## Your goal
Each line that contains "None" needs to be copied from the listing.

● ● ● ● ● ● ●

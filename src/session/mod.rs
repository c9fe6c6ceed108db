//! Printer link session state machine.
//!
//! Drives discovery, connection, handshake and keep-alive for the printer's
//! BLE link, and translates the inbound line protocol into status model
//! updates. The machine is platform-independent: the radio sits behind
//! [`LinkTransport`] and time is passed in explicitly, so the whole thing
//! runs under test on the host.
//!
//! # State flow
//!
//! ```text
//! Idle -> Scanning -> Found -> Connecting -> Connected -> Handshaking
//!                                                      -> ListingFiles -> Online
//! ```
//!
//! Any state at `Connected` or above falls back to `Scanning` on a
//! transport disconnect; every failure path lands in a well-defined state
//! and nothing here is fatal to the process.

mod transport;

#[cfg(feature = "esp32")]
pub mod ble;

pub use transport::{LinkError, LinkTransport};

use crate::protocol::{Command, Frame, LineReassembler};
use crate::status::{Printer, PrinterStatus};
use log::{debug, info, warn};
use std::time::{Duration, Instant};

/// How often the scan is re-armed while no printer has been found.
pub const SCAN_REARM_INTERVAL: Duration = Duration::from_secs(5);

/// Default keep-alive / status request interval.
pub const DEFAULT_KEEP_ALIVE_INTERVAL: Duration = Duration::from_secs(10);

/// Session state, ordered: everything at `Connected` or above holds live
/// transport handles.
#[derive(Debug, Clone, Copy, PartialEq, Eq, PartialOrd, Ord)]
pub enum SessionState {
    /// Not scanning, not connected.
    Idle,
    /// Scanning for the printer's advertisement.
    Scanning,
    /// Advertisement seen; connect pending.
    Found,
    /// Transport connect in progress.
    Connecting,
    /// Characteristics resolved, waiting for the handshake challenge.
    Connected,
    /// Handshake challenge received, acknowledgement pending.
    Handshaking,
    /// File listing request pending.
    ListingFiles,
    /// Steady state.
    Online,
}

impl SessionState {
    pub fn as_str(&self) -> &'static str {
        match self {
            Self::Idle => "IDLE",
            Self::Scanning => "SCANNING",
            Self::Found => "FOUND",
            Self::Connecting => "CONNECTING",
            Self::Connected => "CONNECTED",
            Self::Handshaking => "HANDSHAKING",
            Self::ListingFiles => "LISTING_FILES",
            Self::Online => "ONLINE",
        }
    }
}

/// The printer link session.
///
/// Owns the transport, the status model and the line reassembler. One
/// instance lives for the process lifetime; the control loop calls
/// [`tick`](Session::tick) every iteration and forwards transport events.
pub struct Session<T: LinkTransport> {
    transport: T,
    state: SessionState,
    printer: Printer,
    lines: LineReassembler,
    keep_alive_interval: Duration,
    /// When the scan was last (re-)armed.
    last_scan: Option<Instant>,
}

impl<T: LinkTransport> Session<T> {
    /// Create an idle session.
    pub fn new(transport: T, keep_alive_interval: Duration) -> Self {
        Self {
            transport,
            state: SessionState::Idle,
            printer: Printer::new(),
            lines: LineReassembler::new(),
            keep_alive_interval,
            last_scan: None,
        }
    }

    /// Current session state.
    pub fn state(&self) -> SessionState {
        self.state
    }

    /// Read access to the status model.
    pub fn printer(&self) -> &Printer {
        &self.printer
    }

    /// Read access to the transport, for draining its event queue.
    pub fn transport(&self) -> &T {
        &self.transport
    }

    /// Mutable transport access, for drivers whose event drain needs it.
    pub fn transport_mut(&mut self) -> &mut T {
        &mut self.transport
    }

    // ==================== Public contract ====================

    /// Reset the model and begin scanning for the printer.
    pub fn connect(&mut self) {
        info!("session: reconnect requested");
        self.transport.teardown();
        self.printer.reset();
        self.lines.clear();
        self.state = SessionState::Scanning;
        self.last_scan = None;
    }

    /// Force the session idle. Handles are invalidated before the state
    /// write so a racing notification sees a dead transport.
    pub fn disconnect(&mut self) {
        info!("session: disconnect requested");
        self.transport.teardown();
        self.state = SessionState::Idle;
        self.printer.status = PrinterStatus::Disconnected;
    }

    /// Best-effort raw write; silently dropped when not connected.
    pub fn send(&mut self, cmd: &Command) {
        self.write(cmd);
    }

    /// Send a status request immediately, independent of the timer.
    pub fn request_status(&mut self, now: Instant) {
        if self.write(&Command::Handshake) {
            self.printer.last_status_request = Some(now);
        }
    }

    /// Print a file by catalog name. Dropped entirely when the name is not
    /// in the catalog or the printer is not ready.
    pub fn print(&mut self, name: &str) {
        if !Command::StartPrint.allowed_from(self.printer.status) {
            debug!("print rejected in status {}", self.printer.status);
            return;
        }
        let Some(id) = self.printer.file_id(name) else {
            warn!("print: unknown file {:?}", name);
            return;
        };
        self.write(&Command::SelectFile(id));
        self.write(&Command::StartPrint);
    }

    /// Stop the running print.
    pub fn stop_print(&mut self) {
        self.guarded(Command::StopPrint);
    }

    /// Pause the running print.
    pub fn pause_print(&mut self) {
        self.guarded(Command::PausePrint);
    }

    /// Resume a paused print.
    pub fn resume_print(&mut self) {
        self.guarded(Command::ResumePrint);
    }

    /// Emergency stop; not status-gated.
    pub fn emergency_stop(&mut self) {
        self.guarded(Command::EmergencyStop);
    }

    /// Relative Z move; no-op for zero or out-of-range deltas.
    pub fn move_z(&mut self, delta: i16) {
        self.guarded(Command::MoveZ(delta));
    }

    /// Home the Z axis.
    pub fn home(&mut self) {
        self.guarded(Command::Home);
    }

    // ==================== Transport events ====================

    /// A scan result matched the printer's service identifier.
    pub fn on_advertisement(&mut self) {
        if self.state == SessionState::Scanning {
            info!("printer advertisement found");
            self.state = SessionState::Found;
        }
    }

    /// The transport reported a disconnect.
    pub fn on_disconnect(&mut self) {
        info!("link disconnected");
        self.transport.teardown();
        if self.state != SessionState::Idle {
            self.state = SessionState::Scanning;
            // Rescan right away on the next tick.
            self.last_scan = None;
        }
        self.printer.status = PrinterStatus::Disconnected;
    }

    /// Inbound notification bytes from the transport.
    pub fn on_notify(&mut self, data: &[u8], now: Instant) {
        // Guard against acting on a stale session: a notification that
        // arrives after teardown finds no write handle and must not touch
        // the model.
        if !self.transport.has_writer() {
            if self.state != SessionState::Idle {
                self.state = SessionState::Scanning;
            }
            return;
        }
        for line in self.lines.push(data) {
            let frame = Frame::parse(&line);
            self.apply_frame(frame, now);
        }
    }

    // ==================== Control loop ====================

    /// Advance the state machine. Call once per control loop iteration.
    pub fn tick(&mut self, now: Instant) {
        match self.state {
            SessionState::Idle | SessionState::Connecting | SessionState::Connected => {}

            SessionState::Scanning => {
                let rearm_due = match self.last_scan {
                    Some(at) => now.saturating_duration_since(at) >= SCAN_REARM_INTERVAL,
                    None => true,
                };
                if rearm_due {
                    debug!("re-arming scan");
                    self.printer.status = PrinterStatus::Disconnected;
                    self.printer.files.clear();
                    self.transport.start_scan();
                    self.last_scan = Some(now);
                }
            }

            SessionState::Found => {
                self.state = SessionState::Connecting;
                match self.transport.connect() {
                    Ok(()) => {
                        info!("link established");
                        self.state = SessionState::Connected;
                        self.lines.clear();
                        // Grace period before the first keep-alive.
                        self.printer.last_status_request = Some(now);
                    }
                    Err(e) => {
                        // Never retry the same address in place; go back to
                        // scanning and find the printer again.
                        warn!("connect failed: {}", e);
                        self.transport.teardown();
                        self.state = SessionState::Scanning;
                        self.last_scan = None;
                    }
                }
            }

            SessionState::Handshaking => {
                debug!("sending handshake acknowledgement");
                self.write(&Command::Handshake);
                self.printer.last_status_request = Some(now);
                self.state = SessionState::ListingFiles;
            }

            SessionState::ListingFiles => {
                debug!("requesting file listing");
                self.printer.status = PrinterStatus::FileListing;
                self.printer.files.clear();
                self.write(&Command::ListFiles);
                self.state = SessionState::Online;
            }

            SessionState::Online => {}
        }

        self.tick_keep_alive(now);
    }

    /// Periodic keep-alive while the link is up.
    fn tick_keep_alive(&mut self, now: Instant) {
        if self.state < SessionState::Connected {
            return;
        }
        let due = match self.printer.last_status_request {
            Some(at) => now.saturating_duration_since(at) > self.keep_alive_interval,
            None => true,
        };
        if !due {
            return;
        }
        if !self.transport.has_writer() {
            // Write handle vanished under us: treat the session as broken
            // instead of retrying in place.
            warn!("keep-alive with no write handle, dropping session");
            self.transport.teardown();
            self.state = SessionState::Scanning;
            self.printer.status = PrinterStatus::Disconnected;
            return;
        }
        debug!("sending keep-alive");
        self.write(&Command::Handshake);
        self.printer.last_status_request = Some(now);
    }

    // ==================== Internals ====================

    /// Write a command when the link is up; `false` means it was dropped.
    fn write(&mut self, cmd: &Command) -> bool {
        if self.state < SessionState::Connected {
            return false;
        }
        self.transport.write(cmd.encode().as_bytes())
    }

    /// Apply the well-formedness and status guards, then write.
    fn guarded(&mut self, cmd: Command) {
        if !cmd.well_formed() {
            debug!("command rejected (malformed): {:?}", cmd);
            return;
        }
        if !cmd.allowed_from(self.printer.status) {
            debug!(
                "command rejected in status {}: {:?}",
                self.printer.status, cmd
            );
            return;
        }
        self.write(&cmd);
    }

    /// One complete inbound frame to a model update and/or transition.
    fn apply_frame(&mut self, frame: Frame, now: Instant) {
        match frame {
            Frame::Online => {
                self.printer.heartbeat = Some(now);
            }
            Frame::Handshake => {
                if self.state < SessionState::Handshaking {
                    info!("handshake challenge received");
                    self.state = SessionState::Handshaking;
                    self.printer.status = PrinterStatus::Connecting;
                }
            }
            Frame::SelectedFile(name) => {
                debug!("selected file: {}", name);
                self.printer.current_file = name;
            }
            Frame::FileEntry { name, id } => {
                debug!("file list: #{} {}", id, name);
                self.printer.files.insert(name, id);
            }
            Frame::Progress { current, total } => {
                self.printer.current_layer = current;
                self.printer.total_layers = total;
            }
            Frame::Standby => {
                let had_no_card = self.printer.status == PrinterStatus::NoCard;
                self.printer.status = PrinterStatus::Standby;
                if had_no_card {
                    // The card came back; the old catalog is stale.
                    info!("card reinserted, re-listing files");
                    self.printer.files.clear();
                    self.write(&Command::ListFiles);
                }
            }
            Frame::Printing | Frame::PauseOver => {
                self.printer.mark_printing(now);
            }
            Frame::Paused => {
                self.printer.status = PrinterStatus::Paused;
            }
            Frame::Stopping => {
                self.printer.status = PrinterStatus::Stopping;
            }
            Frame::Finished => {
                self.printer.status = PrinterStatus::Finished;
                self.printer.finish_time = Some(now);
            }
            Frame::Updating => {
                self.printer.status = PrinterStatus::Updating;
            }
            Frame::NoCard => {
                self.printer.status = PrinterStatus::NoCard;
                self.printer.files.clear();
            }
            Frame::ScanFinish => {
                debug!("file listing complete ({} files)", self.printer.files.len());
            }
            Frame::Ack => {}
            Frame::Unknown(line) => {
                debug!("unknown frame: {:?}", line);
            }
        }
    }
}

● ● ● ● ● ● ●

## Output below
            last_scan: None,
        self.last_scan = None;
            self.last_scan = None;
                    None => true,
                        self.last_scan = None;
            None => true,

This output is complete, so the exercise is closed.